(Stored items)
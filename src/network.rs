//! The word2vec neural network and its multi-threaded training loop.
//!
//! Worker threads update the shared weight matrices without any locking,
//! "Hogwild" style. Each weight is a [`Real`], an `f32` stored in an
//! `AtomicU32` and accessed with relaxed loads and stores, so concurrent
//! updates can be lost but never tear. With more than one thread the result
//! therefore depends on scheduling; with one thread it is deterministic.

use std::ops::Range;
use std::sync::atomic::{AtomicU32, AtomicU64, Ordering};
use std::thread;
use std::time::Instant;

use aligned_box::AlignedBox;
use tracing::debug;

use crate::huffman::HuffmanTree;
use crate::progress::{CancelToken, ProgressListener, Stage};
use crate::train::{NetworkType, OutputLayer, TrainerConfig};
use crate::vocab::Vocabulary;
use crate::{Error, Result};

pub(crate) const MAX_SENTENCE_LENGTH: usize = 1000;

const EXP_TABLE_SIZE: usize = 1000;
const MAX_EXP: real = 6.0;

/// Alignment of the weight matrices, in bytes.
const ALIGNMENT: usize = 128;

const UNIGRAM_POWER: f64 = 0.75;
const UNIGRAM_SLOTS_PER_WORD: usize = 1000;
const MAX_UNIGRAM_TABLE_SIZE: usize = 100_000_000;

/// The learning rate never drops below this fraction of its starting value.
const MIN_ALPHA_FRACTION: real = 0.01;

/// Threads publish their word counts (and recompute alpha) this often.
const PROGRESS_INTERVAL: u64 = 10_000;

#[allow(non_camel_case_types)]
pub(crate) type real = f32; // Precision of float numbers

#[derive(Default)]
#[repr(transparent)]
pub(crate) struct Real {
    bits: AtomicU32,
}
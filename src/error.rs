use std::io;

use thiserror::Error;

/// Everything that can go wrong while training, loading, or querying a model.
#[derive(Debug, Error)]
pub enum Error {
    /// Invalid parameters, dimension mismatches, or a vocabulary that filtering left empty.
    #[error("invalid configuration: {0}")]
    Config(String),

    /// A model or vocabulary file that doesn't parse.
    #[error("invalid file format: {0}")]
    Format(String),

    /// A query word that isn't in the vocabulary.
    #[error("unknown word {0:?}")]
    UnknownWord(String),

    /// Training was canceled before it finished.
    #[error("interrupted")]
    Interrupted,

    #[error(transparent)]
    Io(#[from] io::Error),
}

pub type Result<T, E = Error> = std::result::Result<T, E>;

impl Error {
    pub(crate) fn config(msg: impl Into<String>) -> Self {
        Error::Config(msg.into())
    }

    pub(crate) fn format(msg: impl Into<String>) -> Self {
        Error::Format(msg.into())
    }
}
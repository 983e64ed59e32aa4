//! Error types for the session layer

pub use mid_core::error::{MidError, MidResult};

* [TASK BRIEF] When you reach the end of the records, set them all down again exactly.

* [ANSWER SECTION]
filename src/network.rs
//! The word2vec neural network and its multi-threaded training loop.
//!
//! Worker threads update the shared weight matrices without any locking,
//! "Hogwild" style. Each weight is a [`Real`], an `f32` stored in an
//! `AtomicU32` and accessed with relaxed loads and stores, so concurrent
//! updates can be lost but never tear. With more than one thread the result
//! therefore depends on scheduling; with one thread it is deterministic.

use std::ops::Range;
use std::sync::atomic::{AtomicU32, AtomicU64, Ordering};
use std::thread;
use std::time::Instant;

use aligned_box::AlignedBox;
use tracing::debug;

use crate::huffman::HuffmanTree;
use crate::progress::{CancelToken, ProgressListener, Stage};
use crate::train::{NetworkType, OutputLayer, TrainerConfig};
use crate::vocab::Vocabulary;
use crate::{Error, Result};

pub(crate) const MAX_SENTENCE_LENGTH: usize = 1000;

const EXP_TABLE_SIZE: usize = 1000;
const MAX_EXP: real = 6.0;

/// Alignment of the weight matrices, in bytes.
const ALIGNMENT: usize = 128;

const UNIGRAM_POWER: f64 = 0.75;
const UNIGRAM_SLOTS_PER_WORD: usize = 1000;
const MAX_UNIGRAM_TABLE_SIZE: usize = 100_000_000;

/// The learning rate never drops below this fraction of its starting value.
const MIN_ALPHA_FRACTION: real = 0.01;

/// Threads publish their word counts (and recompute alpha) this often.
const PROGRESS_INTERVAL: u64 = 10_000;

#[allow(non_camel_case_types)]
pub(crate) type real = f32; // Precision of float numbers

#[derive(Default)]
#[repr(transparent)]
pub(crate) struct Real {
    bits: AtomicU32,
}
filename src/error.rs
use std::io;

use thiserror::Error;

/// Everything that can go wrong while training, loading, or querying a model.
#[derive(Debug, Error)]
pub enum Error {
    /// Invalid parameters, dimension mismatches, or a vocabulary that filtering left empty.
    #[error("invalid configuration: {0}")]
    Config(String),

    /// A model or vocabulary file that doesn't parse.
    #[error("invalid file format: {0}")]
    Format(String),

    /// A query word that isn't in the vocabulary.
    #[error("unknown word {0:?}")]
    UnknownWord(String),

    /// Training was canceled before it finished.
    #[error("interrupted")]
    Interrupted,

    #[error(transparent)]
    Io(#[from] io::Error),
}

pub type Result<T, E = Error> = std::result::Result<T, E>;

impl Error {
    pub(crate) fn config(msg: impl Into<String>) -> Self {
        Error::Config(msg.into())
    }

    pub(crate) fn format(msg: impl Into<String>) -> Self {
        Error::Format(msg.into())
    }
}
repository 983e64ed59e32aa4
//! Error types for the session layer

pub use mid_core::error::{MidError, MidResult};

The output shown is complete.